The decision comes more than ten years after McKinnon was first arrested for breaking into a string of American military networks from his north London bedsit

Jerome Taylor
Tuesday 16 October 2012 08:35 EDT

Computer hacker Gary McKinnon will finally find out tomorrow whether he will be extradited to the United States following a lengthy legal battle which his mother has likened to a “waterboarding of the mind”.

The decision, which will be announced by the Home Secretary, comes more than ten years after he was first arrested for breaking into a string of American military networks from his north London bedsit.

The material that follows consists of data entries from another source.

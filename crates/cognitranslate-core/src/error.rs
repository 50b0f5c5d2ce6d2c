use thiserror::Error;

/// Unified error type for cognitranslate-core
///
/// Every stage of the pipeline reports through this enum:
/// - PDF operations (opening, text extraction)
/// - Web extraction (URL validation, fetching)
/// - Translation (inference requests, responses, rate limiting)
/// - PDF export
/// - Cache and configuration
#[derive(Error, Debug)]
pub enum Error {
    // ==========================================================================
    // PDF Errors
    // ==========================================================================
    /// Failed to open or parse a PDF file
    #[error("failed to open PDF: {0}")]
    PdfOpen(String),

    /// Invalid page number requested
    #[error("invalid page number {page} (document has {total} pages)")]
    PdfInvalidPage { page: usize, total: usize },

    /// Failed to extract text from a PDF page
    #[error("failed to extract text from page {page}: {reason}")]
    PdfTextExtraction { page: usize, reason: String },

    // ==========================================================================
    // Web Errors
    // ==========================================================================
    /// URL could not be parsed or uses an unsupported scheme
    #[error("invalid URL '{url}': {reason}")]
    InvalidUrl { url: String, reason: String },

    /// Fetching the web page failed at the transport level
    #[error("failed to fetch {url}: {reason}")]
    ScrapeRequest { url: String, reason: String },

    /// The web server answered with a non-success status
    #[error("{url} returned HTTP {status}")]
    ScrapeStatus { url: String, status: u16 },

    /// Extraction produced no usable text
    #[error("no text could be extracted from {0}")]
    NoTextExtracted(String),

    // ==========================================================================
    // Translation Errors
    // ==========================================================================
    /// Translation API request failed
    #[error("translation API request failed: {0}")]
    TranslationRequest(String),

    /// Invalid response from translation API
    #[error("invalid translation API response: {0}")]
    TranslationInvalidResponse(String),

    /// Rate limited by translation API
    #[error("translation rate limited{}", retry_after.map(|s| format!(", retry after {s} seconds")).unwrap_or_default())]
    TranslationRateLimited { retry_after: Option<u64> },

    /// Unsupported language for translation
    #[error("unsupported language for translation: {0}")]
    TranslationUnsupportedLanguage(String),

    /// Translation request timed out
    #[error("translation request timed out")]
    TranslationTimeout,

    /// Maximum retry attempts exceeded for translation
    #[error("translation failed after maximum retries")]
    TranslationMaxRetriesExceeded,

    // ==========================================================================
    // Export Errors
    // ==========================================================================
    /// Failed to build or serialize the output PDF
    #[error("failed to export PDF: {0}")]
    PdfExport(String),

    // ==========================================================================
    // Cache Errors
    // ==========================================================================
    /// Failed to initialize the cache
    #[error("failed to initialize cache: {0}")]
    CacheInit(String),

    /// Failed to write to cache
    #[error("failed to write to cache: {0}")]
    CacheWrite(String),

    // ==========================================================================
    // Configuration Errors
    // ==========================================================================
    /// Failed to load configuration file
    #[error("failed to load config: {0}")]
    ConfigLoad(String),

    /// Invalid configuration value
    #[error("invalid config value for '{field}': {reason}")]
    ConfigInvalid { field: String, reason: String },

    // ==========================================================================
    // I/O Errors
    // ==========================================================================
    /// General I/O error
    #[error("I/O error: {0}")]
    Io(#[from] std::io::Error),
}

impl Error {
    /// Pipeline stage the error belongs to, used as a prefix when shown to users.
    pub const fn stage(&self) -> &'static str {
        match self {
            Self::PdfOpen(_) | Self::PdfInvalidPage { .. } | Self::PdfTextExtraction { .. } => {
                "Error extracting PDF"
            }
            Self::InvalidUrl { .. } | Self::ScrapeRequest { .. } | Self::ScrapeStatus { .. } => {
                "Error scraping website"
            }
            Self::NoTextExtracted(_) => "Error extracting text",
            Self::TranslationRequest(_)
            | Self::TranslationInvalidResponse(_)
            | Self::TranslationRateLimited { .. }
            | Self::TranslationUnsupportedLanguage(_)
            | Self::TranslationTimeout
            | Self::TranslationMaxRetriesExceeded => "Error translating text",
            Self::PdfExport(_) => "Error exporting PDF",
            Self::CacheInit(_) | Self::CacheWrite(_) => "Cache error",
            Self::ConfigLoad(_) | Self::ConfigInvalid { .. } => "Configuration error",
            Self::Io(_) => "I/O error",
        }
    }

    /// Message shown in the UI: stage prefix followed by the error itself.
    pub fn user_message(&self) -> String {
        format!("{}: {self}", self.stage())
    }
}

pub type Result<T> = std::result::Result<T, Error>;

The 46-year-old, who suffers from Asperger’s Syndrome, desperately wants to avoid being sent across the Atlantic where he faces the possibility of 60 years behind bars. Over the past decade his lawyers have argued that the sentence he faces is disproportionate to the offence, that he should have been tried in a British court for cyber offences committed on UK soil and - more recently – that his Asperger’s diagnosis would put him at acute risk of suicide where he to be locked up.

As the case progressed through the courts he lost at every stage. The final say now rests with Home Secretary Theresa May who will announce her decision to Parliament this morning. McKinnon’s family have had their hopes raised by the recent revelation that a trio of Home Office appointed psychiatrists have warned that he would be likely to attempt suicide if held in an American prison.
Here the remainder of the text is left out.